* TASK BRIEF
Determine how many lines in the entries below hold "contains". Respond with that number only.

* DATASET
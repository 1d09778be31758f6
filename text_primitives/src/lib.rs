// Copyright 2025 the Parley Authors
// SPDX-License-Identifier: Apache-2.0 OR MIT

//! Leaf value types for styled text.
//!
//! This crate is the vocabulary layer under `styled_text`: small, typed, immutable values that
//! attributes carry (languages, font descriptors, paragraph enums, decoration styles, shadows,
//! inline attachments). It has no notion of attribute sets or documents.
//!
//! Colors are [`peniko::Color`] and geometry uses [`peniko::kurbo`], both re-exported here.
//!
//! ## Features
//!
//! - `std` (enabled by default): Enables `std` in `peniko`.
//! - `libm`: Use `libm` for floating point in `peniko` when `std` is unavailable.
//!
//! ## Example
//!
//! ```
//! use text_primitives::{Font, FontTraits, Language};
//!
//! let font = Font::BODY.with_traits(FontTraits::BOLD);
//! assert!(font.is_bold());
//! assert_eq!(font.size(), 17.0);
//!
//! assert_eq!(Language::parse("pt-BR"), Language::Portuguese);
//! assert_eq!(Language::parse("tlh"), Language::Unknown);
//! ```
// LINEBENDER LINT SET - lib.rs - v3
// See https://linebender.org/wiki/canonical-lints/
// These lints shouldn't apply to examples or tests.
#![cfg_attr(not(test), warn(unused_crate_dependencies))]
// These lints shouldn't apply to examples.
#![warn(clippy::print_stdout, clippy::print_stderr)]
// Targeting e.g. 32-bit means structs containing usize can give false positives for 64-bit.
#![cfg_attr(target_pointer_width = "64", warn(clippy::trivially_copy_pass_by_ref))]
// END LINEBENDER LINT SET
#![cfg_attr(docsrs, feature(doc_cfg))]
#![no_std]

#[cfg(not(any(feature = "std", feature = "libm")))]
compile_error!("text_primitives requires either the `std` or `libm` feature to be enabled");

extern crate alloc;

mod attachment;
mod bidi;
mod decoration;
mod font;
mod language;
mod text;

pub use peniko::{kurbo, Color};

pub use attachment::{Attachment, Image};
pub use bidi::{BidiDirection, BidiFormat, DirectionRun};
pub use decoration::{Cursor, Ligature, LineStyle, Shadow, SpellingState, TextEffect};
pub use font::{Font, FontFamily, FontTraits, FontWeight, GenericFamily, TextStyle};
pub use language::{Language, ParseLanguageError};
pub use text::{
    LineBreakMode, LineBreakStrategy, TabAlignment, TextAlignment, TextTab, WritingDirection,
};
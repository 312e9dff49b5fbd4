//! Configuration management with file persistence

use anyhow::{Context, anyhow};
use serde::{Deserialize, Serialize};
use std::env;
use std::fs;
use std::path::{Path, PathBuf};

/// Environment variable overriding the registry root
pub const REGISTRY_ENV: &str = "SKILLGRAPH_REGISTRY";

/// Skillgraph configuration
#[derive(Debug, Clone, Default, PartialEq, Serialize, Deserialize)]
pub struct Config {
    #[serde(default)]
    pub registry: RegistryConfig,
    #[serde(default)]
    pub output: OutputConfig,
}

/// Where the registry lives and how its entities are named
#[derive(Debug, Clone, PartialEq, Serialize, Deserialize)]
#[serde(default)]
pub struct RegistryConfig {
    /// Registry root; `graph_dir` and `skills_dir` are relative to it
    pub root: PathBuf,
    pub graph_dir: String,
    pub skills_dir: String,
    /// Descriptor file that makes a folder under `skills_dir` a skill
    pub descriptor: String,
    /// Identifier of the traversal origin
    pub root_node: String,
}

#[derive(Debug, Clone, PartialEq, Serialize, Deserialize)]
#[serde(default)]
pub struct OutputConfig {
    pub format: String,
}

impl Default for RegistryConfig {
    fn default() -> Self {
        Self {
            root: PathBuf::from("registry"),
            graph_dir: "graph".to_string(),
            skills_dir: "skills".to_string(),
            descriptor: "SKILL.md".to_string(),
            root_node: "index".to_string(),
        }
    }
}

impl Default for OutputConfig {
    fn default() -> Self {
        Self {
            format: "text".to_string(),
        }
    }
}

impl RegistryConfig {
    /// Registry config rooted at `root` with default layout
    pub fn at(root: impl Into<PathBuf>) -> Self {
        Self {
            root: root.into(),
            ..Self::default()
        }
    }

    pub fn graph_path(&self) -> PathBuf {
        self.root.join(&self.graph_dir)
    }

    pub fn skills_path(&self) -> PathBuf {
        self.root.join(&self.skills_dir)
    }

    /// Apply the root precedence: explicit flag, then environment, then file.
    pub fn with_root_override(mut self, flag: Option<&Path>) -> Self {
        if let Some(path) = flag {
            self.root = path.to_path_buf();
        } else if let Ok(path) = env::var(REGISTRY_ENV) {
            if !path.is_empty() {
                self.root = PathBuf::from(path);
            }
        }
        self
    }

    pub fn validate(&self) -> anyhow::Result<()> {
        if self.root_node.is_empty()
            || !self
                .root_node
                .chars()
                .all(|c| c.is_ascii_alphanumeric() || c == '-' || c == '_')
        {
            return Err(anyhow!(
                "registry.root_node must contain only letters, numbers, hyphens, and underscores"
            ));
        }
        for (key, value) in [
            ("registry.graph_dir", &self.graph_dir),
            ("registry.skills_dir", &self.skills_dir),
            ("registry.descriptor", &self.descriptor),
        ] {
            if value.trim().is_empty() {
                return Err(anyhow!("{} cannot be empty", key));
            }
        }
        if self.descriptor.contains(['/', '\\']) {
            return Err(anyhow!("registry.descriptor must be a file name, not a path"));
        }
        Ok(())
    }
}

impl Config {
    /// Get the config directory path
    pub fn config_dir() -> anyhow::Result<PathBuf> {
        let dir = if let Ok(custom_dir) = env::var("SKILLGRAPH_CONFIG_DIR") {
            PathBuf::from(custom_dir)
        } else {
            dirs::config_dir()
                .ok_or_else(|| anyhow!("Could not determine config directory"))?
                .join("skillgraph")
        };
        Ok(dir)
    }

    /// Get the config file path
    pub fn config_path() -> anyhow::Result<PathBuf> {
        Ok(Self::config_dir()?.join("config.toml"))
    }

    /// Load configuration from file, or use defaults if it doesn't exist
    pub fn load() -> anyhow::Result<Self> {
        Self::load_from(&Self::config_path()?)
    }

    pub fn load_from(path: &Path) -> anyhow::Result<Self> {
        if path.exists() {
            let contents = fs::read_to_string(path)
                .with_context(|| format!("Failed to read config file: {}", path.display()))?;
            let config: Config = toml::from_str(&contents)
                .with_context(|| format!("Failed to parse config file: {}", path.display()))?;
            config.validate()?;
            Ok(config)
        } else {
            Ok(Config::default())
        }
    }

    /// Save configuration to file
    pub fn save(&self) -> anyhow::Result<()> {
        self.save_to(&Self::config_path()?)
    }

    pub fn save_to(&self, path: &Path) -> anyhow::Result<()> {
        self.validate()?;

        if let Some(dir) = path.parent() {
            fs::create_dir_all(dir)
                .with_context(|| format!("Failed to create config directory: {}", dir.display()))?;
        }

        let contents = toml::to_string_pretty(self).context("Failed to serialize config")?;

        fs::write(path, contents)
            .with_context(|| format!("Failed to write config file: {}", path.display()))?;

        Ok(())
    }

    /// Validate configuration
    pub fn validate(&self) -> anyhow::Result<()> {
        self.registry.validate()?;
        if !["text", "json"].contains(&self.output.format.as_str()) {
            return Err(anyhow!(
                "Invalid output.format: {}. Valid options: text, json",
                self.output.format
            ));
        }
        Ok(())
    }

    /// Get a configuration value by key
    pub fn get(&self, key: &str) -> anyhow::Result<String> {
        match key {
            "registry.root" => Ok(self.registry.root.display().to_string()),
            "registry.graph_dir" => Ok(self.registry.graph_dir.clone()),
            "registry.skills_dir" => Ok(self.registry.skills_dir.clone()),
            "registry.descriptor" => Ok(self.registry.descriptor.clone()),
            "registry.root_node" => Ok(self.registry.root_node.clone()),
            "output.format" => Ok(self.output.format.clone()),
            _ => Err(anyhow!(
                "Unknown configuration key: {}. Use `skillgraph config list` to see available keys.",
                key
            )),
        }
    }

    /// Set a configuration value by key
    pub fn set(&mut self, key: &str, value: &str) -> anyhow::Result<()> {
        let mut updated = self.clone();
        match key {
            "registry.root" => updated.registry.root = PathBuf::from(value),
            "registry.graph_dir" => updated.registry.graph_dir = value.to_string(),
            "registry.skills_dir" => updated.registry.skills_dir = value.to_string(),
            "registry.descriptor" => updated.registry.descriptor = value.to_string(),
            "registry.root_node" => updated.registry.root_node = value.to_string(),
            "output.format" => updated.output.format = value.to_lowercase(),
            _ => {
                return Err(anyhow!(
                    "Unknown configuration key: {}. Use `skillgraph config list` to see available keys.",
                    key
                ));
            }
        }
        updated.validate()?;
        *self = updated;
        Ok(())
    }

    /// List all configuration keys and their values
    pub fn list(&self) -> anyhow::Result<Vec<(String, String)>> {
        let keys = [
            "registry.root",
            "registry.graph_dir",
            "registry.skills_dir",
            "registry.descriptor",
            "registry.root_node",
            "output.format",
        ];

        keys.into_iter()
            .map(|key| {
                let value = self.get(key)?;
                Ok((key.to_string(), value))
            })
            .collect()
    }

    /// Reset configuration to defaults
    pub fn reset() -> anyhow::Result<()> {
        let path = Self::config_path()?;
        if path.exists() {
            fs::remove_file(&path)
                .with_context(|| format!("Failed to remove config file: {}", path.display()))?;
        }
        Ok(())
    }
}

* EXERCISE OUTPUT
2